PROMPT: Your task is to find every line of the data that holds the string "entries" and copy it.

DATASET EXCERPTS:
use std::collections::BTreeMap;
use std::fmt;
use std::sync::atomic::{AtomicU64, Ordering};
use std::sync::Arc;
use std::time::{Duration, Instant};

use parking_lot::RwLock;
use strata_storage::{
    EntityChange, EntityStorage, EntityStorageRead, EntityTypeId, EntityTypeRef,
};

/// One published transition of the workspace model.
#[derive(Clone)]
pub struct VersionedStorageChange {
    pub version: u64,
    pub description: Arc<str>,
    pub old: EntityStorage,
    pub new: EntityStorage,
    changes: Arc<BTreeMap<EntityTypeId, Vec<EntityChange>>>,
}

impl VersionedStorageChange {
    pub(crate) fn new(
        version: u64,
        description: Arc<str>,
        old: EntityStorage,
        new: EntityStorage,
        changes: BTreeMap<EntityTypeId, Vec<EntityChange>>,
    ) -> Self {
        Self {
            version,
            description,
            old,
            new,
            changes: Arc::new(changes),
        }
    }

    /// Changes of one entity type, removals first, then replacements, then additions.
    pub fn changes_of<T: EntityTypeRef>(&self, entity_type: T) -> &[EntityChange] {
        entity_type
            .resolve_type(self.new.schema())
            .and_then(|type_id| self.changes.get(&type_id))
            .map(Vec::as_slice)
            .unwrap_or(&[])
    }

    pub fn all_changes(&self) -> impl Iterator<Item = &EntityChange> {
        self.changes.values().flatten()
    }

    pub fn changed_types(&self) -> impl Iterator<Item = EntityTypeId> + '_ {
        self.changes.keys().copied()
    }

    pub fn is_empty(&self) -> bool {
        self.changes.is_empty()
    }
}

impl fmt::Debug for VersionedStorageChange {
    fn fmt(&self, f: &mut fmt::Formatter<'_>) -> fmt::Result {
        f.debug_struct("VersionedStorageChange")
            .field("version", &self.version)
            .field("description", &self.description)
            .field("changes", &self.all_changes().count())
            .finish_non_exhaustive()
    }
}

/// Handle returned by [`crate::WorkspaceModel::subscribe`].
#[derive(Clone, Copy, Debug, PartialEq, Eq, Hash, PartialOrd, Ord)]
pub struct SubscriptionId(u64);

impl fmt::Display for SubscriptionId {
    fn fmt(&self, f: &mut fmt::Formatter<'_>) -> fmt::Result {
        write!(f, "subscription#{}", self.0)
    }
}

type Listener = Arc<dyn Fn(&VersionedStorageChange) + Send + Sync>;

#[derive(Default)]
pub(crate) struct Listeners {
    next_id: AtomicU64,
    entries: RwLock<Vec<(SubscriptionId, Listener)>>,
}

impl Listeners {
    pub(crate) fn add(&self, listener: Listener) -> SubscriptionId {
        let id = SubscriptionId(self.next_id.fetch_add(1, Ordering::Relaxed) + 1);
        self.entries.write().push((id, listener));
        id
    }

    pub(crate) fn remove(&self, id: SubscriptionId) -> bool {
        let mut entries = self.entries.write();
        let before = entries.len();
        entries.retain(|(existing, _)| *existing != id);
        entries.len() != before
    }

    pub(crate) fn len(&self) -> usize {
        self.entries.read().len()
    }

    /// Calls every listener in subscription order.
    ///
    /// The list is copied first so listeners may subscribe or unsubscribe
    /// while being notified.
    pub(crate) fn notify(&self, event: &VersionedStorageChange, slow_threshold: Duration) {
        let listeners: Vec<(SubscriptionId, Listener)> = self.entries.read().clone();
        for (id, listener) in listeners {
            let started = Instant::now();
            listener(event);
            let elapsed = started.elapsed();
            if elapsed > slow_threshold {
                tracing::warn!(
                    target: "strata.workspace",
                    subscription = %id,
                    version = event.version,
                    elapsed_ms = elapsed.as_millis() as u64,
                    "slow workspace change listener"
                );
            }
        }
    }
}

impl fmt::Debug for Listeners {
    fn fmt(&self, f: &mut fmt::Formatter<'_>) -> fmt::Result {
        f.debug_struct("Listeners")
            .field("count", &self.len())
            .finish()
    }
}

RESULT FOR THIS TASK:
    entries: RwLock<Vec<(SubscriptionId, Listener)>>,
        self.entries.write().push((id, listener));
        let mut entries = self.entries.write();
        let before = entries.len();
        entries.retain(|(existing, _)| *existing != id);
        entries.len() != before
        self.entries.read().len()
        let listeners: Vec<(SubscriptionId, Listener)> = self.entries.read().clone();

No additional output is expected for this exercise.